This paper sets up to explore the potential connection between architectonics and breath given their encounter in Derrida’s reading of the end of Being and Time for his seminar Heidegger: The Question of Being and History.[1] Here, I’m looking at the relation between, a “remarkable architectonic fact”: the end of Being and Time at the verge of Heidegger’s thematization of historicity, and the expression Derrida choses to describe this process: “running out of breath”. A metaphor repeated throughout the last sessions, a figure of speech that accompanies our reading, inspiring a spectral Heidegger and making us think about the exhaustion and vulnerability that accompanied his singular endeavor, the destruction of metaphysics.

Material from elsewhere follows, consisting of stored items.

//! Best-effort operator alerts for failed publications.

use std::{sync::Arc, time::Duration};

use {
    futures::future::join_all,
    reshare_channels::Publisher,
    tracing::{debug, error},
};

use crate::{
    coordinator::call_with_timeout,
    report::{EventPublication, PublicationReport},
};

/// Pushes failure reports to the notification channels.
///
/// Never fails: delivery errors are logged as critical and dropped.
#[derive(Clone, Default)]
pub struct FailureNotifier {
    publishers: Vec<Arc<dyn Publisher>>,
    timeout: Duration,
}

impl FailureNotifier {
    pub fn new(publishers: Vec<Arc<dyn Publisher>>, timeout: Duration) -> Self {
        Self {
            publishers,
            timeout,
        }
    }

    pub fn is_empty(&self) -> bool {
        self.publishers.is_empty()
    }

    pub fn message(report: &PublicationReport<EventPublication>) -> String {
        let publication = &report.publication;
        format!(
            "Publication {id} of \"{event}\" on {channel} ended as {status}.\nReason: {reason}",
            id = publication.publication.id,
            event = publication.event.name(),
            channel = publication.channel_name(),
            status = report.status,
            reason = report.reason.as_deref().unwrap_or("unknown"),
        )
    }

    pub async fn notify(&self, report: &PublicationReport<EventPublication>) {
        if self.publishers.is_empty() {
            debug!("no notifiers configured, skipping failure notification");
            return;
        }

        let message = Self::message(report);
        let results = join_all(
            self.publishers
                .iter()
                .map(|p| call_with_timeout(self.timeout, p.send(&message, None))),
        )
        .await;

        for (publisher, result) in self.publishers.iter().zip(results) {
            if let Err(e) = result {
                error!(
                    critical = true,
                    notifier = publisher.name(),
                    publication_id = %report.publication.publication.id,
                    error = %e,
                    "could not deliver failure notification"
                );
            }
        }
    }
}

#[allow(clippy::unwrap_used, clippy::expect_used)]
#[cfg(test)]
mod tests {
    use {
        super::*,
        crate::{
            builder::PublicationBuilder,
            testing::{MockChannel, event},
        },
        reshare_channels::ChannelRegistry,
    };

    fn failed_report() -> PublicationReport<EventPublication> {
        let mut registry = ChannelRegistry::default();
        registry.register(MockChannel::ok("zulip").channel());
        let e = event("Assemblea");
        let publication = PublicationBuilder::new(registry)
            .publications(&e, &["zulip"])
            .unwrap()
            .remove(0);
        PublicationReport::failed(publication, "Invalid credentials")
    }

    #[test]
    fn message_names_everything_an_operator_needs() {
        let report = failed_report();
        let message = FailureNotifier::message(&report);
        assert!(message.contains(&report.publication.publication.id.to_string()));
        assert!(message.contains("\"Assemblea\""));
        assert!(message.contains("on zulip"));
        assert!(message.contains("FAILED"));
        assert!(message.contains("Reason: Invalid credentials"));
    }

    #[tokio::test]
    async fn notifies_every_channel_and_swallows_errors() {
        let broken = Arc::new(MockChannel::ok("telegram").send_error("Forbidden"));
        let ok = Arc::new(MockChannel::ok("mastodon"));
        let publishers: Vec<Arc<dyn Publisher>> = vec![broken.clone(), ok.clone()];
        let notifier = FailureNotifier::new(publishers, Duration::from_secs(5));

        notifier.notify(&failed_report()).await;

        assert_eq!(broken.sent().len(), 1);
        assert_eq!(ok.sent().len(), 1);
        assert!(ok.sent()[0].contains("Invalid credentials"));
    }

    #[tokio::test]
    async fn without_notifiers_nothing_happens() {
        FailureNotifier::default().notify(&failed_report()).await;
    }
}
//! Digest of upcoming, already announced events, one message per channel.

use std::time::Duration;

use {
    futures::future::join_all,
    reshare_channels::Formatter,
    reshare_common::types::Event,
    tracing::{info, warn},
};

use crate::{
    coordinator::call_with_timeout,
    report::{CoordinatorReport, PublicationReport, RecapPublication},
};

/// Header and one fragment per event, separated by blank lines.
pub fn build_digest(formatter: &dyn Formatter, events: &[Event]) -> String {
    std::iter::once(formatter.recap_header())
        .chain(events.iter().map(|e| formatter.recap_fragment(e)))
        .collect::<Vec<_>>()
        .join("\n\n")
}

/// Sends one digest per channel, concurrently.
#[derive(Debug, Clone)]
pub struct RecapCoordinator {
    timeout: Duration,
}

impl RecapCoordinator {
    pub fn new(timeout: Duration) -> Self {
        Self { timeout }
    }

    pub async fn run(
        &self,
        recaps: Vec<RecapPublication>,
    ) -> CoordinatorReport<RecapPublication> {
        let reports = join_all(recaps.into_iter().map(|recap| self.send(recap))).await;
        CoordinatorReport::new(reports)
    }

    async fn send(&self, recap: RecapPublication) -> PublicationReport<RecapPublication> {
        let digest = build_digest(recap.channel.formatter(), &recap.events);
        let sent =
            call_with_timeout(self.timeout, recap.channel.publisher().send(&digest, None)).await;

        match sent {
            Ok(()) => {
                info!(
                    channel = recap.channel.name(),
                    events = recap.events.len(),
                    "recap sent"
                );
                PublicationReport::completed(recap, digest)
            },
            Err(e) => {
                warn!(channel = recap.channel.name(), error = %e, "recap failed");
                PublicationReport::failed(recap, e.to_string())
            },
        }
    }
}
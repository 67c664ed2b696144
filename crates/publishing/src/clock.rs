//! Clock abstraction so selection can be tested at fixed instants.

use std::sync::{Arc, Mutex};

use chrono::{DateTime, Duration, Utc};

/// Source of the current instant.
pub trait Clock: Send + Sync {
    fn now(&self) -> DateTime<Utc>;
}

/// Wall clock.
#[derive(Debug, Clone, Copy, Default)]
pub struct SystemClock;

impl Clock for SystemClock {
    fn now(&self) -> DateTime<Utc> {
        Utc::now()
    }
}

/// Settable clock for tests. Clones share the same instant.
#[derive(Debug, Clone)]
pub struct FixedClock {
    current: Arc<Mutex<DateTime<Utc>>>,
}

impl FixedClock {
    pub fn new(at: DateTime<Utc>) -> Self {
        Self {
            current: Arc::new(Mutex::new(at)),
        }
    }

    pub fn set(&self, at: DateTime<Utc>) {
        let mut current = self.current.lock().unwrap_or_else(|e| e.into_inner());
        *current = at;
    }

    pub fn advance(&self, by: Duration) {
        let mut current = self.current.lock().unwrap_or_else(|e| e.into_inner());
        *current += by;
    }
}

impl Clock for FixedClock {
    fn now(&self) -> DateTime<Utc> {
        *self.current.lock().unwrap_or_else(|e| e.into_inner())
    }
}
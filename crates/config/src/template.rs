//! Default configuration template with all options documented.

/// Generate the default config template written by `reshare config init`.
pub fn default_config_template() -> String {
    r##"# Reshare Configuration
# =====================
# Uncomment and modify settings as needed.
#
# Environment variable substitution is supported: ${ENV_VAR}
# Example: token = "${TELEGRAM_TOKEN}"

# ══════════════════════════════════════════════════════════════════════════════
# PUBLISHING POLICY
# ══════════════════════════════════════════════════════════════════════════════

[publishing]
cooldown_minutes = 60             # Minimum gap between two published events
channel_timeout_secs = 30         # Upper bound for every single channel call

[publishing.window]
begin = 8                         # First hour (0-23) when `reshare start` may publish
end = 22                          # First hour after the window; begin > end wraps midnight
timezone = "local"                # "local", "UTC" or an IANA name like "Europe/Rome"

# ══════════════════════════════════════════════════════════════════════════════
# STORAGE
# ══════════════════════════════════════════════════════════════════════════════

[database]
# path = "/var/lib/reshare/reshare.db"   # Default: <data dir>/reshare.db

# ══════════════════════════════════════════════════════════════════════════════
# PUBLISHERS
# ══════════════════════════════════════════════════════════════════════════════
# Channels that events are announced on. Only entries with `active = true`
# take part in publishing.

# [publishers.telegram]
# active = true
# token = "${TELEGRAM_TOKEN}"
# chat_id = "-1001234567890"
# username = "my_events_bot"     # Optional: checked against getMe

# [publishers.zulip]
# active = true
# instance = "https://zulip.example.org"
# bot_email = "events-bot@zulip.example.org"
# bot_token = "${ZULIP_TOKEN}"
# stream = "events"
# topic = "Upcoming events"

# [publishers.mastodon]
# active = true
# instance = "https://mastodon.example.org"
# token = "${MASTODON_TOKEN}"
# username = "events"            # Optional: checked against verify_credentials
# visibility = "public"
# max_length = 500

# ══════════════════════════════════════════════════════════════════════════════
# NOTIFIERS
# ══════════════════════════════════════════════════════════════════════════════
# Operator channels that receive a message whenever a publication fails.
# Same settings as the publishers above.

# [notifiers.telegram]
# active = true
# token = "${TELEGRAM_TOKEN}"
# chat_id = "123456789"
"##
    .to_string()
}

In Session Six (8 February 1965), Derrida elaborates in depth on the “phenomenon” of “running out of breath” and for the next three sessions he will hint a moving forward: “Now we must forge ahead”, “I’m not going back over that again” (205). However, at the beginning of each of these final sessions we find ourselves coming back, recapitulating, on “the phenomenon” of “running out of breath” and from then, slowly, tracing the meandering path of the question on historicity, “can we forge ahead?”, asks Derrida at some point, can we progress after Heidegger’s renunciation? Consequently, the rhythm of the last four sessions (up to the last pages of the last session, 29 March 1965) is marked by a series of displacements, turns and re-turns; not so much the unified movement of a “forging ahead”, as the movedness of undoing of a tight knit —that of History-Movement-Unity. A movedness that follows as its connecting thread the repetitive mention of the expression, “running out of breath”.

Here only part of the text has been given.